Nationalists in the boardrooms

David Thomas December 7 1981

Nationalists in the boardrooms

David Thomas December 7 1981

Nationalists in the boardrooms


David Thomas

Calgary’s Seventh Avenue has acquired a tidy, almost quaint continental ambience. Refurbished facades and the banning of car traffic have helped. But the sophistication is owed primarily to the city’s silent new light rail vehicles (LRVs) built in Düsseldorf, West Germany. The LRVs were an immediate success at their introduction last May, and early this month Calgary’s city council voted to buy another 35 from the German consortium Siemens-Duwag. The decision enraged Canada’s mass transit industry. At least three domestic manufacturers, including Bombardier Inc. of LRC train and snowmobile fame, are capable of producing Calgary’s cars. Yet the city froze them out of the deal. Grieves Bombardier Marketing Director Carl Mawby: “It seems somewhat unfair that we can win handsomely in the U.S. but not be given an opportunity to bid in our own country.”

Such discrimination against domestic industry was once commonplace. Now it is rare enough to serve as tinderdry fuel for the fires of Canada’s new economic nationalism. A decade ago, political and academic voices echoed emptily in the wilderness of Canadian nationalism. Today, the most clamorous Canadianism comes from businessmen. And profit—as much as patriotism—is their motive. Most auspiciously for their causes the new boardroom nationalists are not the intellectual insurgents of yore: pipe-sucking professors, earnest authors and populist politicians whose ardor was cooled by a climate of public apathy.
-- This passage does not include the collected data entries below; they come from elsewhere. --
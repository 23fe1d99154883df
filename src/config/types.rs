use crate::adapter::ExclusionRules;
use crate::catalog::Category;
use serde::Deserialize;

/// Main configuration structure for Facet-Harvest
#[derive(Debug, Clone, Deserialize)]
pub struct Config {
    pub crawler: CrawlerConfig,
    #[serde(rename = "user-agent")]
    pub user_agent: UserAgentConfig,
    pub output: OutputConfig,
    #[serde(default, rename = "site")]
    pub sites: Vec<SiteConfig>,
}

impl Config {
    /// Looks up a site by name
    pub fn site(&self, name: &str) -> Option<&SiteConfig> {
        self.sites.iter().find(|s| s.name == name)
    }

    /// Comma-separated site names, for error messages
    pub fn site_names(&self) -> String {
        self.sites
            .iter()
            .map(|s| s.name.as_str())
            .collect::<Vec<_>>()
            .join(", ")
    }
}

/// Crawl behavior configuration
#[derive(Debug, Clone, Deserialize)]
#[serde(rename_all = "kebab-case")]
pub struct CrawlerConfig {
    /// Records to write per category before moving on (0 = unlimited)
    #[serde(default = "default_limit")]
    pub limit_per_category: u64,

    /// Number of query units processed in parallel and adapter calls in flight
    #[serde(default = "default_concurrency")]
    pub concurrency: u32,

    /// Retries after the first attempt of a failing adapter call
    #[serde(default = "default_max_retries")]
    pub max_retries: u32,

    /// Delay before the first retry (milliseconds)
    #[serde(default = "default_retry_delay")]
    pub retry_delay_ms: u64,

    /// Upper bound for any single retry delay (milliseconds)
    #[serde(default = "default_max_retry_delay")]
    pub max_retry_delay_ms: u64,

    #[serde(default)]
    pub backoff: Backoff,

    /// Stop the run gracefully after this many seconds (0 = no timeout)
    #[serde(default)]
    pub run_timeout_secs: u64,
}

fn default_limit() -> u64 {
    10_000
}

fn default_concurrency() -> u32 {
    1
}

fn default_max_retries() -> u32 {
    5
}

fn default_retry_delay() -> u64 {
    500
}

fn default_max_retry_delay() -> u64 {
    30_000
}

impl Default for CrawlerConfig {
    fn default() -> Self {
        Self {
            limit_per_category: default_limit(),
            concurrency: default_concurrency(),
            max_retries: default_max_retries(),
            retry_delay_ms: default_retry_delay(),
            max_retry_delay_ms: default_max_retry_delay(),
            backoff: Backoff::default(),
            run_timeout_secs: 0,
        }
    }
}

/// Delay growth between retries
#[derive(Debug, Clone, Copy, Default, PartialEq, Eq, Deserialize)]
#[serde(rename_all = "lowercase")]
pub enum Backoff {
    Fixed,
    #[default]
    Exponential,
}

/// User agent identification configuration
#[derive(Debug, Clone, Deserialize)]
#[serde(rename_all = "kebab-case")]
pub struct UserAgentConfig {
    /// Name of the crawler
    pub crawler_name: String,

    /// Version of the crawler
    pub crawler_version: String,

    /// URL with information about the crawler
    pub contact_url: String,

    /// Email address for crawler-related contact
    pub contact_email: String,
}

impl UserAgentConfig {
    /// Format: CrawlerName/Version (+ContactURL; ContactEmail)
    pub fn header_value(&self) -> String {
        format!(
            "{}/{} (+{}; {})",
            self.crawler_name, self.crawler_version, self.contact_url, self.contact_email
        )
    }
}

/// Output configuration
#[derive(Debug, Clone, Deserialize)]
#[serde(rename_all = "kebab-case")]
pub struct OutputConfig {
    /// Path to the CSV file receiving accepted records
    pub csv_path: String,

    /// Optional SQLite database: run history, record store and resume point
    pub database_path: Option<String>,

    /// Optional markdown run summary
    pub summary_path: Option<String>,
}

/// One catalog source served by `JsonApiAdapter`
#[derive(Debug, Clone, Deserialize)]
#[serde(rename_all = "kebab-case")]
pub struct SiteConfig {
    pub name: String,

    /// Search endpoint all queries are issued against
    pub base_url: String,

    /// Query parameter carrying the category reference
    #[serde(default = "default_category_param")]
    pub category_param: String,

    /// Query parameter carrying the page index
    #[serde(default = "default_page_param")]
    pub page_param: String,

    #[serde(default = "default_first_page")]
    pub first_page: u32,

    /// Hard ceiling on pages per query unit
    pub max_pages: Option<u32>,

    /// Largest result count one query can paginate
    pub per_query_cap: u64,

    /// JSON pointer to the facet list
    #[serde(default = "default_facets_pointer")]
    pub facets: String,

    /// JSON pointer to the total result count
    #[serde(default = "default_result_count_pointer")]
    pub result_count: String,

    /// JSON pointer to the product list
    #[serde(default = "default_products_pointer")]
    pub products: String,

    /// JSON pointer to the declared last page index
    pub last_page: Option<String>,

    /// When set, responses are HTML and the JSON document is the text of the
    /// first element matching this CSS selector
    pub embedded_json_selector: Option<String>,

    /// Facet dimensions, coarsest first
    #[serde(default, rename = "dimension")]
    pub dimensions: Vec<DimensionConfig>,

    pub fields: FieldMap,

    #[serde(default)]
    pub exclusion: ExclusionRules,

    #[serde(default, rename = "category")]
    pub categories: Vec<Category>,
}

fn default_category_param() -> String {
    "category".to_string()
}

fn default_page_param() -> String {
    "page".to_string()
}

fn default_first_page() -> u32 {
    1
}

fn default_facets_pointer() -> String {
    "/facets".to_string()
}

fn default_result_count_pointer() -> String {
    "/resultCount".to_string()
}

fn default_products_pointer() -> String {
    "/products".to_string()
}

/// A facet dimension as the site exposes it
#[derive(Debug, Clone, Deserialize)]
#[serde(rename_all = "kebab-case")]
pub struct DimensionConfig {
    /// Facet display name in the response (e.g. "Color")
    pub label: String,

    #[serde(default)]
    pub kind: DimensionKind,

    /// Query parameter; attribute facets default to `a{attributeGroupId}`
    pub param: Option<String>,
}

/// How a facet value is turned into a query parameter
#[derive(Debug, Clone, Copy, Default, PartialEq, Eq, Deserialize)]
#[serde(rename_all = "lowercase")]
pub enum DimensionKind {
    /// Discrete values selected by attribute id
    #[default]
    Attribute,

    /// Numeric buckets selected as `min:max`
    Range,
}

/// JSON pointers locating product fields inside one listing
#[derive(Debug, Clone, Deserialize)]
#[serde(rename_all = "kebab-case")]
pub struct FieldMap {
    pub id: Option<String>,

    /// Derive the id from the last `-`-separated token of the product URL
    #[serde(default)]
    pub id_from_url: bool,

    pub description: String,
    pub url: String,

    /// Prefix joined onto relative product URLs
    pub url_prefix: Option<String>,

    pub price: Option<String>,
    pub reviews: Option<String>,
    pub rating: Option<String>,
}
The new nationalists are an elite corps of mercenaries, eyed nervously by the Canadian business establishment and by their American counterparts. At the cutting edge of Canadian capitalism, they include risk-takers such as Robert Blair and Jack Gallagher, who operate the country’s energy giants. They also embrace such whiz-kids as Michael Cowpland and John Shepherd who are at the top of successful electronics firms, along with world-class engineers, such as Bernard

Lamarre, who design Canada’s megaprojects, and competitive managers of home-owned manufacturing firms. To their opponents, their clarion call of Canadianization carries the same frightening charge as Iran’s Islamization or Quebec’s francification with the same implications of fundamental shifts of power. Says Leigh Instruments Ltd. Chairman John Shepherd: “We can talk publicly now about the fundamentals of ownership when 10 years ago you might

have been lynched for doing so.” The National Energy Program (NEP) with its bold proposals to Canadianize the energy sector may have scared traditional “free marketers” both in Canada and in the United States, but some Canadian business people immediately saw just how advantageous it could be. Shepherd, whose firm sells postal sorting equipment to the United States and electronics to the transportation industry, explains that Canadian manufacturers are the natural beneficiaries of the NEP. Canadian-owned oil giants are more likely to call upon domestic suppliers. Says Shepherd: “The effect on the engineering and manufacturing sectors of Canadianizing the energy companies is just terribly overlooked and yet it is probably the biggest single consequence of that process.”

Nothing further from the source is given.